It sounds like there are 2 things going on here.
The first is the lack of freedom to do things spur of the moment. I actually think this is quite normal, particularly if you don't have a partner who is in most evenings and weekends so you have to pretty much double-plan everything you want to do. It means you do a lot of solo parenting. It's difficult.
I get what minipie is saying about changing things but it's not that easy. We do it, both working f/t and doing different shifts, and it's fucking hard sometimes. I can get very resentful of other friends who can just do things at the weekend, or go out in the evening, because there OH works sociable hours. I really do understand what you are talking about there. Every now and again it gets to me and I feel rubbish for a while because it's hard work.
BUT it very much does seem to tie in with your second problem, your fiance.

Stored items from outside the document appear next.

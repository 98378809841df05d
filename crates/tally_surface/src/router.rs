//! Press capture and drag synthesis
//!
//! The router owns which target captured the pointer. A press stays with its
//! target until release or cancel, even when the pointer wanders outside the
//! target's region, so a drag that leaves the circle keeps driving it.
//!
//! It also runs the maximum-hold fail-safe: a press held implausibly long
//! (a stuck touch, a missed release event) is force-cancelled so the widget
//! never wedges in a pressed state.

use tally_core::{Point, Vec2};
use tally_widgets::Metrics;
use tracing::{trace, warn};

/// What a pointer press landed on
#[derive(Clone, Copy, Debug, PartialEq, Eq)]
pub enum PressTarget {
    Minus,
    Plus,
    Circle,
}

impl PressTarget {
    /// Hold duration after which the press is force-cancelled
    fn max_hold_ms(self) -> f32 {
        match self {
            PressTarget::Circle => Metrics::CIRCLE_MAX_HOLD_MS,
            PressTarget::Minus | PressTarget::Plus => Metrics::BUTTON_MAX_HOLD_MS,
        }
    }
}

#[derive(Debug)]
struct ActivePress {
    target: PressTarget,
    origin: Point,
    held_ms: f32,
}

/// Routes pointer events to the target that captured the press
#[derive(Debug, Default)]
pub struct PointerRouter {
    pressed: Option<ActivePress>,
}

impl PointerRouter {
    pub fn new() -> Self {
        Self::default()
    }

    /// Capture a press; returns false if another press already holds the pointer
    pub fn begin(&mut self, target: PressTarget, origin: Point) -> bool {
        if self.pressed.is_some() {
            return false;
        }
        trace!(target = ?target, "press captured");
        self.pressed = Some(ActivePress {
            target,
            origin,
            held_ms: 0.0,
        });
        true
    }

    pub fn pressed_target(&self) -> Option<PressTarget> {
        self.pressed.as_ref().map(|p| p.target)
    }

    /// Pointer translation from the press origin, if a press is active
    pub fn translation(&self, position: Point) -> Option<Vec2> {
        self.pressed
            .as_ref()
            .map(|p| position.offset_from(p.origin))
    }

    /// Drop the capture; returns the target that was released
    pub fn release(&mut self) -> Option<PressTarget> {
        self.pressed.take().map(|p| p.target)
    }

    /// Advance the hold timer. Returns the target whose press was dropped
    /// by the fail-safe, if any.
    pub fn tick(&mut self, dt_ms: f32) -> Option<PressTarget> {
        let press = self.pressed.as_mut()?;
        press.held_ms += dt_ms;
        if press.held_ms < press.target.max_hold_ms() {
            return None;
        }
        warn!(target = ?press.target, held_ms = press.held_ms, "press exceeded max hold, cancelling");
        self.release()
    }
}

#[cfg(test)]
mod tests {
    use super::*;

    #[test]
    fn test_capture_is_exclusive() {
        let mut router = PointerRouter::new();

        assert!(router.begin(PressTarget::Circle, Point::new(10.0, 10.0)));
        assert!(!router.begin(PressTarget::Plus, Point::new(50.0, 10.0)));
        assert_eq!(router.pressed_target(), Some(PressTarget::Circle));

        assert_eq!(router.release(), Some(PressTarget::Circle));
        assert_eq!(router.release(), None);
    }

    #[test]
    fn test_translation_is_relative_to_origin() {
        let mut router = PointerRouter::new();
        assert_eq!(router.translation(Point::new(5.0, 5.0)), None);

        router.begin(PressTarget::Circle, Point::new(100.0, 200.0));
        let t = router.translation(Point::new(130.0, 190.0)).unwrap();
        assert_eq!(t, Vec2::new(30.0, -10.0));
    }

    #[test]
    fn test_button_hold_failsafe() {
        let mut router = PointerRouter::new();
        router.begin(PressTarget::Plus, Point::ZERO);

        assert_eq!(router.tick(Metrics::BUTTON_MAX_HOLD_MS - 1.0), None);
        assert_eq!(router.tick(1.0), Some(PressTarget::Plus));
        assert_eq!(router.pressed_target(), None);
    }

    #[test]
    fn test_circle_hold_outlasts_button_limit() {
        let mut router = PointerRouter::new();
        router.begin(PressTarget::Circle, Point::ZERO);

        assert_eq!(router.tick(Metrics::BUTTON_MAX_HOLD_MS + 1.0), None);
        assert_eq!(router.pressed_target(), Some(PressTarget::Circle));
        assert_eq!(
            router.tick(Metrics::CIRCLE_MAX_HOLD_MS),
            Some(PressTarget::Circle)
        );
    }

    #[test]
    fn test_tick_without_press_is_inert() {
        let mut router = PointerRouter::new();
        assert_eq!(router.tick(1_000_000.0), None);
    }
}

I can say, working from a very similar set up to you, that while I find it hard to have very little time where I'm neither working nor being mum, while I find it hard that I don't see my OH as much as I want to - I don't mind, because I am happy with him, so we make it work.
It sounds like you aren't in love with him any more. You say you're "not happy". Coming from a similar perspective, I can say that isn't how I feel about my OH purely because of the hours and the difficulties of tag-team parenting. It sounds, very simply, that you aren't in love with him any more.
I agree with some of the comments above that as your son gets older you will gradually start to get a little time back. I'm lazy; if I have DD alone all weekend then one day she gets a film on and I just lie on the sofa with her a read a book, rather than doing housework. Also at nearing 3 she is old enough to go off and explore on her own at soft play, and at 9am on a Saturday morning ours is just quiet enough to sit and enjoy a coffee alone. It's not much, but you have to grab what you can! And then as he gets even older, there will be playdates with friends to consider where you might be able to leave him for a few hours.
It sounds like you need a good bit of "me" time very soon to try and start sorting yourself out. If your OH works at weekends, does that mean he's off during the week? Can you book a day off work and go and visit a friend because your OH can look after your DS for two days? Or as your mum or MIL to have an overnight so you can get some time alone?